There are the folks who layer all of their commands in a namespace. There are those who create a single command containing a giant switch statement. Some packages just load. Other load, but need to run some sort of initialization code.

So rather than focus our energy on the code itself, we really need to work on community standards on how it should behave. I have some ideas. You all have some ideas. There are no right answers, we simply need to select one.

Peter Newman 24 April 2004: Specification Time It seems to me that the idea of a Standard Library is a good one - and one that a lot of Tcl'ers feel a need for. The only problem is the many different things involved in it, as detailed above. And while the downside of lots of people interested, is that every new person seems to add new aspects/issues to the problem - the upside is that Many hands make light work. In addition, many of the issues that have been raised probably have existing solutions. It's just a case of putting it all together.

It seems to me that what we need at this stage is a Tcl Standard Library Specification - that describes this whole Standard Library - and that hopefully resolves all the issues raised above (and any new issues that will undoubtedly come up).

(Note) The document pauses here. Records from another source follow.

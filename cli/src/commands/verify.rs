//! Verify command implementation

use super::{migrator, print_integrity};
use anyhow::Result;
use clap::Args;
use strata_engine::config::EngineConfig;

#[derive(Args, Debug)]
pub struct VerifyArgs {
    /// Print the report as JSON
    #[arg(long)]
    pub json: bool,
}

/// Returns false when any cold table is empty.
pub async fn run(args: VerifyArgs, config: EngineConfig) -> Result<bool> {
    let migrator = migrator(&config).await?;
    let report = migrator.verify().await;

    if args.json {
        println!("{}", serde_json::to_string_pretty(&report)?);
    } else {
        let order: Vec<String> = migrator
            .catalog()
            .tables()
            .iter()
            .map(|t| t.name.clone())
            .collect();
        print_integrity(&report, &order);
    }

    Ok(report.is_complete())
}
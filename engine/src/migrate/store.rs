//! Semantic migration operations over the two tiers

use crate::error::StoreError;
use crate::migrate::window::MigrationWindow;
use crate::sql::migration::{self as statements, TableRefs};
use crate::storage::{StoreGateway, Tier};
use crate::tables::TableSpec;
use async_trait::async_trait;
use std::sync::Arc;
use tracing::debug;

/// What the migrators need from storage, without any SQL.
#[async_trait]
pub trait TierStore: Send + Sync {
    /// Rows of `table` in `tier` matching the window.
    async fn count(
        &self,
        tier: Tier,
        table: &TableSpec,
        window: &MigrationWindow,
    ) -> Result<u64, StoreError>;

    /// All rows of `table` in `tier`.
    async fn count_all(&self, tier: Tier, table: &TableSpec) -> Result<u64, StoreError>;

    /// Copy every hot row in the window to cold, at most `row_cap` rows.
    async fn copy(
        &self,
        table: &TableSpec,
        window: &MigrationWindow,
        row_cap: u64,
    ) -> Result<(), StoreError>;

    /// Copy hot rows in the window whose natural key is absent from cold.
    async fn copy_missing(
        &self,
        table: &TableSpec,
        window: &MigrationWindow,
        row_cap: u64,
    ) -> Result<(), StoreError>;

    /// Delete hot rows in the window whose natural key is present in cold.
    async fn delete_migrated(
        &self,
        table: &TableSpec,
        window: &MigrationWindow,
    ) -> Result<(), StoreError>;
}

/// `TierStore` that renders SQL and sends it through a `StoreGateway`.
#[derive(Clone)]
pub struct SqlTierStore {
    gateway: Arc<dyn StoreGateway>,
}

impl SqlTierStore {
    pub fn new(gateway: Arc<dyn StoreGateway>) -> Self {
        Self { gateway }
    }

    fn refs(&self, table: &TableSpec) -> TableRefs {
        TableRefs::resolve(self.gateway.as_ref(), &table.name)
    }

    // Statements may embed remote() credentials, so only the operation is logged.
    async fn run(
        &self,
        tier: Tier,
        operation: &str,
        table: &str,
        sql: String,
    ) -> Result<(), StoreError> {
        debug!(%tier, operation, table, "Executing migration statement");
        self.gateway.execute(tier, &sql).await
    }
}

#[async_trait]
impl TierStore for SqlTierStore {
    async fn count(
        &self,
        tier: Tier,
        table: &TableSpec,
        window: &MigrationWindow,
    ) -> Result<u64, StoreError> {
        let refs = self.refs(table);
        let table_ref = match tier {
            Tier::Hot => &refs.hot,
            Tier::Cold => &refs.cold,
        };
        self.gateway
            .fetch_count(tier, &statements::count(table_ref, window))
            .await
    }

    async fn count_all(&self, tier: Tier, table: &TableSpec) -> Result<u64, StoreError> {
        let table_ref = self.gateway.table_ref(tier, &table.name, tier);
        self.gateway
            .fetch_count(tier, &statements::count_all(&table_ref))
            .await
    }

    async fn copy(
        &self,
        table: &TableSpec,
        window: &MigrationWindow,
        row_cap: u64,
    ) -> Result<(), StoreError> {
        let sql = statements::copy(table, &self.refs(table), window, row_cap);
        self.run(Tier::Cold, "copy", &table.name, sql).await
    }

    async fn copy_missing(
        &self,
        table: &TableSpec,
        window: &MigrationWindow,
        row_cap: u64,
    ) -> Result<(), StoreError> {
        let sql = statements::copy_missing(table, &self.refs(table), window, row_cap);
        self.run(Tier::Cold, "copy_missing", &table.name, sql).await
    }

    async fn delete_migrated(
        &self,
        table: &TableSpec,
        window: &MigrationWindow,
    ) -> Result<(), StoreError> {
        let sql = statements::delete_migrated(table, &self.refs(table), window);
        self.run(Tier::Hot, "delete_migrated", &table.name, sql).await
    }
}
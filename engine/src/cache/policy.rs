//! Per-type flush policy

use serde::{Deserialize, Serialize};
use std::time::Duration;

/// When a buffer must be flushed. Fixed per data type at startup.
#[derive(Debug, Clone, Copy, PartialEq, Eq, Serialize, Deserialize)]
pub struct FlushPolicy {
    /// Max records per flush
    pub batch_size: usize,

    /// Max time a non-empty buffer may stay unflushed, in milliseconds
    pub max_wait_ms: u64,

    /// Hard cap on buffered records; reaching it forces a flush
    pub max_queue: usize,
}

impl Default for FlushPolicy {
    fn default() -> Self {
        Self {
            batch_size: 100,
            max_wait_ms: 5_000,
            max_queue: 10_000,
        }
    }
}

impl FlushPolicy {
    pub fn max_wait(&self) -> Duration {
        Duration::from_millis(self.max_wait_ms)
    }

    /// Flush is due on size, on age of a non-empty buffer, or at the queue cap.
    pub fn is_due(&self, queued: usize, since_last_flush: Duration) -> bool {
        queued >= self.batch_size
            || (queued > 0 && since_last_flush >= self.max_wait())
            || queued >= self.max_queue
    }

    pub fn validate(&self) -> Result<(), String> {
        if self.batch_size == 0 {
            return Err("batch_size must be greater than 0".to_string());
        }
        if self.max_wait_ms == 0 {
            return Err("max_wait_ms must be greater than 0".to_string());
        }
        if self.max_queue < self.batch_size {
            return Err(format!(
                "max_queue ({}) must be >= batch_size ({})",
                self.max_queue, self.batch_size
            ));
        }
        Ok(())
    }
}

#[cfg(test)]
mod tests {
    use super::*;

    fn policy(batch_size: usize, max_wait_ms: u64, max_queue: usize) -> FlushPolicy {
        FlushPolicy {
            batch_size,
            max_wait_ms,
            max_queue,
        }
    }

    #[test]
    fn test_due_on_batch_size() {
        let p = policy(3, 60_000, 100);
        assert!(!p.is_due(2, Duration::ZERO));
        assert!(p.is_due(3, Duration::ZERO));
    }

    #[test]
    fn test_due_on_timeout_only_when_non_empty() {
        let p = policy(100, 2_000, 100);
        assert!(!p.is_due(0, Duration::from_secs(10)));
        assert!(!p.is_due(1, Duration::from_millis(1_999)));
        assert!(p.is_due(1, Duration::from_secs(2)));
    }

    #[test]
    fn test_due_at_queue_cap() {
        // batch_size larger than the cap is rejected by validate, but the cap
        // still wins if it is ever reached first.
        let p = policy(500, 60_000, 200);
        assert!(p.is_due(200, Duration::ZERO));
        assert!(p.validate().is_err());
    }

    #[test]
    fn test_validate() {
        assert!(policy(10, 1_000, 10).validate().is_ok());
        assert!(policy(0, 1_000, 10).validate().is_err());
        assert!(policy(10, 0, 10).validate().is_err());
    }
}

The problem is how to create that spec - especially since IMHO it should be co-operatively produced - and there should be some sort of democratic/concensus approach as to the final solution it describes - and that we agree on and adopt.

Anybody got any ideas as to how we can all work together to create that spec. And work together to firstly define - and secondly create - this Tcl Standard Library?

Peter Newman 24 April 2004: See Tcl Standard Library Specification.